On February 24, 1999, in more testimony before the Senate Banking Committee, Rubin pushed for fewer prohibitions on bank affiliates that wanted to perform the same functions as their larger bank holding company, once the different types of financial firms could legally merge. That minor distinction would enable subsidiaries to place all sorts of bets and house all sorts of junk under the false premise that they had the same capital beneath them as their parent. The idea that a subsidiary’s problems can’t taint or destroy the host, or bank holding company, or create “catastrophic” risk, is a myth perpetuated by bankers and political enablers that continues to this day.

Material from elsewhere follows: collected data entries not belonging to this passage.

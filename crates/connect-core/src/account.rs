//! Account registrar trait and in-memory implementation
//!
//! The registrar answers three questions for the candidate builder: which
//! account (if any) is the designated connection manager, what capabilities
//! a given account carries, and which accounts are currently enabled (in
//! registration order). The failover engine takes the registrar as an
//! injected dependency so the candidate-building rules can be tested
//! without any platform runtime behind them.

use parking_lot::RwLock;
use tracing::debug;

use crate::error::{ConnectError, ConnectResult};
use crate::types::{AccountCapabilities, AccountHandle, AccountRecord};

/// Source of account identity and capability information
pub trait AccountRegistrar: Send + Sync {
    /// The process-wide designated connection manager account, if one is
    /// configured
    fn designated_manager(&self) -> Option<AccountHandle>;

    /// Look up the record for `handle`, if registered
    fn account(&self, handle: &AccountHandle) -> Option<AccountRecord>;

    /// All enabled accounts, in registration order
    fn enabled_accounts(&self) -> Vec<AccountHandle>;
}

#[derive(Default)]
struct RegistrarInner {
    accounts: Vec<AccountRecord>,
    manager: Option<AccountHandle>,
}

/// In-memory account registrar
///
/// Keeps accounts in insertion order, which is also the enumeration order
/// reported by `enabled_accounts` and therefore the order emergency
/// candidates are tried in.
#[derive(Default)]
pub struct InMemoryAccountRegistrar {
    inner: RwLock<RegistrarInner>,
}

impl InMemoryAccountRegistrar {
    /// Create an empty registrar
    pub fn new() -> Self {
        Self::default()
    }

    /// Register an account
    ///
    /// Re-registering a handle replaces its capabilities in place and keeps
    /// the original position in enumeration order.
    pub fn register_account(&self, record: AccountRecord) {
        let mut inner = self.inner.write();
        debug!(account = %record.handle, "registering account");
        if let Some(existing) = inner
            .accounts
            .iter_mut()
            .find(|existing| existing.handle == record.handle)
        {
            existing.capabilities = record.capabilities;
        } else {
            inner.accounts.push(record);
        }
    }

    /// Configure or clear the designated connection manager
    pub fn set_designated_manager(&self, manager: Option<AccountHandle>) {
        self.inner.write().manager = manager;
    }

    /// Replace the capability bits of an already-registered account
    pub fn update_capabilities(
        &self,
        handle: &AccountHandle,
        capabilities: AccountCapabilities,
    ) -> ConnectResult<()> {
        let mut inner = self.inner.write();
        let record = inner
            .accounts
            .iter_mut()
            .find(|record| &record.handle == handle)
            .ok_or_else(|| ConnectError::account_not_found(handle.clone()))?;
        record.capabilities = capabilities;
        Ok(())
    }
}

impl AccountRegistrar for InMemoryAccountRegistrar {
    fn designated_manager(&self) -> Option<AccountHandle> {
        self.inner.read().manager.clone()
    }

    fn account(&self, handle: &AccountHandle) -> Option<AccountRecord> {
        self.inner
            .read()
            .accounts
            .iter()
            .find(|record| &record.handle == handle)
            .cloned()
    }

    fn enabled_accounts(&self) -> Vec<AccountHandle> {
        self.inner
            .read()
            .accounts
            .iter()
            .map(|record| record.handle.clone())
            .collect()
    }
}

Rubin had no qualms with mega-consolidations across multiple service lines. His real problems were those of his banker friends, which lay with the financial modernization bill’s “prohibition on the use of subsidiaries by larger banks.”  The bankers wanted the right to establish off-book subsidiaries where they could hide risks, and profits, as needed.

Again, Rubin decided to use the notion of remaining competitive with foreign banks to make his point. This technicality was “unacceptable to the administration,” he said, not least because “foreign banks underwrite and deal in securities through subsidiaries in the United States, and U.S. banks [already] conduct securities and merchant banking activities abroad through so-called Edge subsidiaries.” Rubin got his way. These off-book, risky, and barely regulated subsidiaries would be at the forefront of the 2008 financial crisis.

On March 1, 1999, Senator Phil Gramm released a final draft of the Financial Services Modernization Act of 1999 and scheduled committee consideration for March 4th. A bevy of excited financial titans who were close to Clinton, including Travelers CEO Sandy Weill, Bank of America CEO, Hugh McColl, and American Express CEO Harvey Golub, called for “swift congressional action.”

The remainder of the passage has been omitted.